Pitching your early stage technology company to tech titans

If you have a “team and a dream

If you have a “team and a dream” and “vision appeal,” Gerard M. Mooney IBM CHQ, Marketing VP Corporate Strategy, Emerging Business Opportunities and Jim O’Connor, Motorola, Inc., Vice President and General Manager, Early Stage Accelerator, may want to hear from you.

Mooney and O’Connor traded insider tips on how to attract their attention at an American Venture Network panel in New York City last evening, “Building Customers Before Investors.” Venture capitalists Jeanne M. Sullivan, StarVest Capital, Founding Partner and Robert Plotkin, Terrapin Partners, Founding Patner also weighed in on how to perfect a start-up pitch.
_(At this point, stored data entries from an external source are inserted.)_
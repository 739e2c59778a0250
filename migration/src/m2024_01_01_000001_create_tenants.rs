//! Migration to create the tenants table.
//!
//! Tenants are proposal owners. Besides the plan tier they carry their hosting
//! identity: an optional subdomain under the platform base domain and an
//! optional custom domain, each unique across all tenants.

use sea_orm_migration::prelude::*;

#[derive(DeriveMigrationName)]
pub struct Migration;

#[async_trait::async_trait]
impl MigrationTrait for Migration {
    async fn up(&self, manager: &SchemaManager) -> Result<(), DbErr> {
        manager
            .create_table(
                Table::create()
                    .table(Tenants::Table)
                    .if_not_exists()
                    .col(ColumnDef::new(Tenants::Id).uuid().not_null().primary_key())
                    .col(ColumnDef::new(Tenants::Name).text().null())
                    .col(
                        ColumnDef::new(Tenants::PlanTier)
                            .string_len(16)
                            .not_null()
                            .default("free"),
                    )
                    .col(ColumnDef::new(Tenants::Subdomain).string_len(63).null())
                    .col(ColumnDef::new(Tenants::CustomDomain).string_len(253).null())
                    .col(ColumnDef::new(Tenants::DomainStatus).string_len(16).null())
                    .col(
                        ColumnDef::new(Tenants::ViewCount)
                            .big_integer()
                            .not_null()
                            .default(0),
                    )
                    .col(
                        ColumnDef::new(Tenants::CreatedAt)
                            .timestamp_with_time_zone()
                            .not_null()
                            .default(Expr::current_timestamp()),
                    )
                    .to_owned(),
            )
            .await?;

        manager
            .create_index(
                Index::create()
                    .name("idx_tenants_subdomain")
                    .table(Tenants::Table)
                    .col(Tenants::Subdomain)
                    .unique()
                    .to_owned(),
            )
            .await?;

        manager
            .create_index(
                Index::create()
                    .name("idx_tenants_custom_domain")
                    .table(Tenants::Table)
                    .col(Tenants::CustomDomain)
                    .unique()
                    .to_owned(),
            )
            .await?;

        Ok(())
    }

    async fn down(&self, manager: &SchemaManager) -> Result<(), DbErr> {
        manager
            .drop_index(Index::drop().name("idx_tenants_custom_domain").to_owned())
            .await?;
        manager
            .drop_index(Index::drop().name("idx_tenants_subdomain").to_owned())
            .await?;
        manager
            .drop_table(Table::drop().table(Tenants::Table).to_owned())
            .await
    }
}

#[derive(DeriveIden)]
enum Tenants {
    Table,
    Id,
    Name,
    PlanTier,
    Subdomain,
    CustomDomain,
    DomainStatus,
    ViewCount,
    CreatedAt,
}
//! Sponsorship tier entity model
//!
//! Tiers are displayed in `(position, created_at)` order.

use sea_orm::ActiveModelBehavior;
use sea_orm::entity::prelude::*;
use sea_orm::prelude::DateTimeWithTimeZone;

#[derive(Clone, Debug, PartialEq, Eq, DeriveEntityModel)]
#[sea_orm(table_name = "proposal_tiers")]
pub struct Model {
    #[sea_orm(primary_key, auto_increment = false)]
    pub id: Uuid,

    pub proposal_id: Uuid,

    /// Tier name, e.g. "Gold"
    pub name: String,

    /// Price in the smallest currency unit
    pub price_cents: Option<i64>,

    pub position: i32,

    pub created_at: DateTimeWithTimeZone,
}

#[derive(Copy, Clone, Debug, EnumIter, DeriveRelation)]
pub enum Relation {
    #[sea_orm(
        belongs_to = "super::proposal::Entity",
        from = "Column::ProposalId",
        to = "super::proposal::Column::Id"
    )]
    Proposal,
    #[sea_orm(has_many = "super::tier_benefit::Entity")]
    TierBenefit,
}

impl Related<super::proposal::Entity> for Entity {
    fn to() -> RelationDef {
        Relation::Proposal.def()
    }
}

impl Related<super::tier_benefit::Entity> for Entity {
    fn to() -> RelationDef {
        Relation::TierBenefit.def()
    }
}

impl ActiveModelBehavior for ActiveModel {}
//! Telemetry utilities for request-scoped tracing metadata and global subscriber management.

use std::any::type_name_of_val;
use std::sync::atomic::{AtomicBool, Ordering};

use axum::{
    extract::Request,
    http::{HeaderName, HeaderValue},
    middleware::Next,
    response::Response,
};
use log::LevelFilter;
use thiserror::Error;
use tokio::task_local;
use tracing::Instrument;
use tracing_log::LogTracer;
use tracing_subscriber::{
    EnvFilter, fmt,
    layer::Layer,
    layer::SubscriberExt,
    util::{SubscriberInitExt, TryInitError},
};
use uuid::Uuid;

use crate::config::AppConfig;

/// Incoming header carrying a caller-supplied correlation ID.
pub const REQUEST_ID_HEADER: HeaderName = HeaderName::from_static("x-request-id");
/// Response header echoing the correlation ID.
pub const TRACE_ID_HEADER: HeaderName = HeaderName::from_static("x-trace-id");

/// Trace context containing request correlation ID.
#[derive(Debug, Clone)]
pub struct TraceContext {
    pub trace_id: String,
}

task_local! {
    static ACTIVE_TRACE_CONTEXT: TraceContext;
}

/// Errors that can occur while initializing global telemetry.
#[derive(Debug, Error)]
pub enum TelemetryInitError {
    #[error("failed to install log tracer bridge: {0}")]
    LogTracer(#[from] log::SetLoggerError),
    #[error("failed to install tracing subscriber: {0}")]
    Subscriber(#[from] TryInitError),
}

static TELEMETRY_INITIALIZED: AtomicBool = AtomicBool::new(false);

/// Initialize global tracing/logging exactly once, wiring `log::` macros into the tracing pipeline.
pub fn init_tracing(config: &AppConfig) -> Result<(), TelemetryInitError> {
    if TELEMETRY_INITIALIZED
        .compare_exchange(false, true, Ordering::SeqCst, Ordering::SeqCst)
        .is_err()
    {
        return Ok(());
    }

    // SeaORM/sqlx log through `log`; bridge them before the subscriber goes up.
    if let Err(err) = LogTracer::builder()
        .with_max_level(LevelFilter::Trace)
        .init()
    {
        let logger_type = type_name_of_val(log::logger());
        if !logger_type.contains("LogTracer") {
            eprintln!(
                "Warning: Failed to install log tracer bridge: {}. `log::` records will not reach tracing.",
                err
            );
        }
    }

    let env_filter =
        EnvFilter::try_from_default_env().unwrap_or_else(|_| EnvFilter::new(&config.log_level));

    let fmt_layer = match config.log_format.as_str() {
        "pretty" => fmt::layer().pretty().boxed(),
        _ => fmt::layer().json().boxed(),
    };

    if let Err(err) = tracing_subscriber::registry()
        .with(env_filter)
        .with(fmt_layer)
        .try_init()
    {
        TELEMETRY_INITIALIZED.store(false, Ordering::SeqCst);
        eprintln!(
            "Warning: Failed to set global tracing subscriber: {}. Default subscriber remains in effect.",
            err
        );
    }

    Ok(())
}

/// Execute `future` within the provided trace context, making it available through task-local
/// storage for the duration of the request.
pub async fn with_trace_context<Fut, R>(context: TraceContext, future: Fut) -> R
where
    Fut: std::future::Future<Output = R>,
{
    ACTIVE_TRACE_CONTEXT.scope(context, future).await
}

/// Get the currently active trace ID, if one has been set for the running task.
pub fn current_trace_id() -> Option<String> {
    ACTIVE_TRACE_CONTEXT
        .try_with(|ctx| ctx.trace_id.clone())
        .ok()
}

/// Assigns a trace ID to every request (from `X-Request-Id` or freshly generated),
/// scopes the rest of the pipeline to it and echoes it as `X-Trace-Id`.
pub async fn trace_middleware(mut request: Request, next: Next) -> Response {
    let trace_id = request
        .headers()
        .get(&REQUEST_ID_HEADER)
        .and_then(|value| value.to_str().ok())
        .map(str::trim)
        .filter(|value| !value.is_empty() && value.len() <= 128)
        .map(str::to_string)
        .unwrap_or_else(|| Uuid::new_v4().to_string());

    let context = TraceContext {
        trace_id: trace_id.clone(),
    };
    request.extensions_mut().insert(context.clone());

    let span = tracing::info_span!(
        "request",
        trace_id = %trace_id,
        method = %request.method(),
        path = %request.uri().path(),
    );

    let mut response = with_trace_context(context, next.run(request).instrument(span)).await;

    if let Ok(value) = HeaderValue::from_str(&trace_id) {
        response.headers_mut().insert(TRACE_ID_HEADER, value);
    }

    response
}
As the key point man for IBM Emerging Business Opportunities, Mooney reaches out to  a network of 120 venture capital firms worldwide and works with thousands of technology start-ups through the IBM partner program.


O’Connor drives strategies for innovative commercialization of new technologies at Motorola by fostering development of disruptive technologies from within and through selective investment in early stage companies.

While Mooney and O’Connor are looking for start-ups on the fast track, there is no fast-track way to get their attention. At Motorola, start-up pitches submitted directly to CEO Edward Zander are unceremoniously redirected and IBM has well established developer relations and partner organization procedures. Pitches presented by respected VCs, however, are often considered. Early stage companies referred by client companies are also well received.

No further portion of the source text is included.